Demande de preuve avant procès : quand est-ce possible ?

Mme A. a eu un accident de circulation avec “coup  du lapin”. La SUVA, assureur LAA, a stoppé ses prestations à un moment donné, considérant que les troubles de santé n’étaient plus la conséquence de l’accident. Mme A. envisage néanmoins une action civile contre l’assureur responsabilité civile du détenteur adverse. Pour jauger des chances de succès de cette action, elle estime avoir besoin d’une expertise médicale approfondie : les nombreux avis médicaux privés – estime-t-elle – pourraient n’être pas suffisants devant le Tribunal.

En première et seconde instance soleuroises, Mme A. se voit refuser sa demande de preuve anticipée :  en substance, ces autorités estiment qu’il y a déjà assez de documentation médicale au dossier. Elle recourt au TF.

Le TF lui donne raison. Il rappelle que l’art. 158 du nouveau Code de procédure civile fédérale (CPC), permettant en principe de demander des preuves avant procès si l’on justifie d’un “intérêt digne de protection”, doit être appliqué de manière large. Il faut certes que les preuves en question servent à appuyer la position juridique de celui qui les demande. Mais le juge ne saurait refuser cette procédure en  évaluant – sommairement -  les chances de succès du requérant dans le  procès qui suivra. Et  il se peut que ces preuves démontrent au contraire que les chances de succès ne sont pas suffisantes : cela évitera alors au requérant d’engager des frais inutiles, et cela soulagera les tribunaux. Le TF rappelle que c’étaitt l’un des buts du Parlement, lorsqu’il a introduit l’art. 158 CPC.

Et dans ce cas précis, le TF reproche au TC soleurois de s’être contredit en affirmant d’une part que cette preuve anticipée (expertise médicale) est superflue, d’autre part et simultanément qu’une expertise sera de toute façon indispensable dans le procès !

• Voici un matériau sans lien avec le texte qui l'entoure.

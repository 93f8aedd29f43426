use clap::Parser;
use greeter::utils::{logger, validation::Validate};
use greeter::{greet, CliConfig, GreeterError};

fn main() {
    let config = CliConfig::parse();

    // 初始化日誌 (stderr)
    logger::init_cli_logger(config.verbose);
    tracing::debug!("CLI config: {:?}", config);

    if let Err(e) = run(&config) {
        let exit_code = e.exit_code();
        if exit_code == 0 {
            tracing::debug!("Output closed early: {}", e);
            return;
        }

        tracing::error!(
            "❌ Greeter failed: {} (Category: {:?}, Severity: {:?})",
            e,
            e.category(),
            e.severity()
        );
        eprintln!("❌ {}", e.user_friendly_message());
        eprintln!("💡 {}", e.recovery_suggestion());
        std::process::exit(exit_code);
    }
}

fn run(config: &CliConfig) -> Result<(), GreeterError> {
    config.validate()?;
    let name = config.resolve_name()?;
    greet(&name)?;
    tracing::debug!("✅ Greeting written");
    Ok(())
}
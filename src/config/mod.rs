pub mod toml_config;

use crate::config::toml_config::TomlConfig;
use crate::utils::error::Result;
use crate::utils::validation::{validate_path, Validate};
use clap::Parser;

pub const DEFAULT_NAME: &str = "World";

#[derive(Debug, Clone, Default, Parser)]
#[command(name = "greeter")]
#[command(about = "Prints a greeting and a short Japanese description")]
pub struct CliConfig {
    #[arg(long, help = "Name to greet [default: World]")]
    pub name: Option<String>,

    #[arg(long, help = "TOML file with a [greeter] table")]
    pub config: Option<String>,

    #[arg(long, help = "Enable verbose output")]
    pub verbose: bool,
}

impl CliConfig {
    /// `--name`, then `greeter.name` from the config file, then `World`.
    pub fn resolve_name(&self) -> Result<String> {
        if let Some(name) = &self.name {
            return Ok(name.clone());
        }

        if let Some(path) = &self.config {
            if let Some(name) = TomlConfig::from_file(path)?.name() {
                return Ok(name.to_string());
            }
        }

        Ok(DEFAULT_NAME.to_string())
    }
}

impl Validate for CliConfig {
    fn validate(&self) -> Result<()> {
        if let Some(path) = &self.config {
            validate_path("config", path)?;
        }
        Ok(())
    }
}
use crate::core::{Greeting, Result};
use std::io::{self, Write};

/// Writes greetings to a sink, one call at a time.
pub struct Greeter<W: Write> {
    out: W,
}

impl<W: Write> Greeter<W> {
    pub fn new(out: W) -> Self {
        Self { out }
    }

    pub fn greet(&mut self, name: &str) -> Result<()> {
        let greeting = compose(name);
        tracing::debug!("Greeting {:?}", name);

        for line in greeting.lines() {
            writeln!(self.out, "{}", line)?;
        }
        self.out.flush()?;
        Ok(())
    }

    pub fn into_inner(self) -> W {
        self.out
    }
}

pub fn compose(name: &str) -> Greeting {
    Greeting::for_name(name)
}

/// Greets `name` on standard output.
pub fn greet(name: &str) -> Result<()> {
    Greeter::new(io::stdout().lock()).greet(name)
}

/// Same as [`greet`], against any writer.
pub fn greet_to<W: Write>(name: &str, out: W) -> Result<()> {
    Greeter::new(out).greet(name)
}
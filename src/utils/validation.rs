use crate::utils::error::{GreeterError, Result};

pub trait Validate {
    fn validate(&self) -> Result<()>;
}

pub fn validate_path(field_name: &str, path: &str) -> Result<()> {
    if path.is_empty() {
        return Err(GreeterError::InvalidConfigValueError {
            field: field_name.to_string(),
            value: path.to_string(),
            reason: "Config file path cannot be empty; omit --config to use the defaults".to_string(),
        });
    }

    if path.contains('\0') {
        return Err(GreeterError::InvalidConfigValueError {
            field: field_name.to_string(),
            value: path.to_string(),
            reason: "Config file path contains a NUL byte".to_string(),
        });
    }

    Ok(())
}

#[cfg(test)]
mod tests {
    use super::*;

    #[test]
    fn test_validate_path() {
        assert!(validate_path("config", "greeter.toml").is_ok());
        assert!(validate_path("config", "設定/greeter.toml").is_ok());
        assert!(validate_path("config", "").is_err());
        assert!(validate_path("config", "bad\0path").is_err());
    }

    #[test]
    fn test_empty_path_points_at_config_flag() {
        let err = validate_path("config", "").unwrap_err();
        assert!(err.user_friendly_message().contains("--config"));
    }
}
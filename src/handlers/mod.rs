pub mod common;

pub mod cost_standards;
pub mod materials;
pub mod menu_items;
pub mod production;
pub mod recipes;
pub mod reports;
pub mod settings;
pub mod suppliers;
pub mod variance;
pub mod yield_tests;

use crate::db::DbPool;
use crate::events::EventSender;
use std::sync::Arc;

// Re-export AppState so handler modules can import it as crate::handlers::AppState
pub use crate::AppState;

/// Services layer that encapsulates business logic used by HTTP handlers
#[derive(Clone)]
pub struct AppServices {
    pub suppliers: Arc<crate::services::suppliers::SupplierService>,
    pub materials: Arc<crate::services::materials::MaterialService>,
    pub yield_tests: Arc<crate::services::yield_tests::YieldTestService>,
    pub menu_items: Arc<crate::services::menu_items::MenuItemService>,
    pub recipes: Arc<crate::services::recipes::RecipeService>,
    pub settings: Arc<crate::services::settings::SettingsService>,
    pub cost_standards: Arc<crate::services::cost_standards::CostStandardService>,
    pub production: Arc<crate::services::production::ProductionService>,
    pub variance: Arc<crate::services::variance::VarianceService>,
    pub reports: Arc<crate::services::reports::ReportService>,
}

impl AppServices {
    pub fn new(db_pool: Arc<DbPool>, event_sender: Arc<EventSender>) -> Self {
        Self {
            suppliers: Arc::new(crate::services::suppliers::SupplierService::new(
                db_pool.clone(),
                event_sender.clone(),
            )),
            materials: Arc::new(crate::services::materials::MaterialService::new(
                db_pool.clone(),
                event_sender.clone(),
            )),
            yield_tests: Arc::new(crate::services::yield_tests::YieldTestService::new(
                db_pool.clone(),
                event_sender.clone(),
            )),
            menu_items: Arc::new(crate::services::menu_items::MenuItemService::new(
                db_pool.clone(),
                event_sender.clone(),
            )),
            recipes: Arc::new(crate::services::recipes::RecipeService::new(
                db_pool.clone(),
                event_sender.clone(),
            )),
            settings: Arc::new(crate::services::settings::SettingsService::new(
                db_pool.clone(),
                event_sender.clone(),
            )),
            cost_standards: Arc::new(
                crate::services::cost_standards::CostStandardService::new(
                    db_pool.clone(),
                    event_sender.clone(),
                ),
            ),
            production: Arc::new(crate::services::production::ProductionService::new(
                db_pool.clone(),
                event_sender.clone(),
            )),
            variance: Arc::new(crate::services::variance::VarianceService::new(
                db_pool.clone(),
                event_sender.clone(),
            )),
            reports: Arc::new(crate::services::reports::ReportService::new(
                db_pool,
                event_sender,
            )),
        }
    }
}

ATF 4A_225/ 2013 du 14.11.2013, destiné à publication.

Notre commentaire :

Cet arrêt est bienvenu. Le but de l’art 158 CPC est justement de permettre à la partie qui demande une preuve anticipée de se faire une idée de ses futures chances de succès. La solution donnée par les juges soleurois, consistant à refuser la preuve et à juger en quelque sorte par anticipation le fond du litige, n’était évidemment pas acceptable. Sous l’angle de l’économie du procès, ce refus est injustifié, puisque c’est le requérant qui prend tous les risques et assume tous les frais de sa requête de preuve, tout en soulageant la justice – si les preuves ne sont pas concluantes – d’une procédure coûteuse et chronophage pour chacun.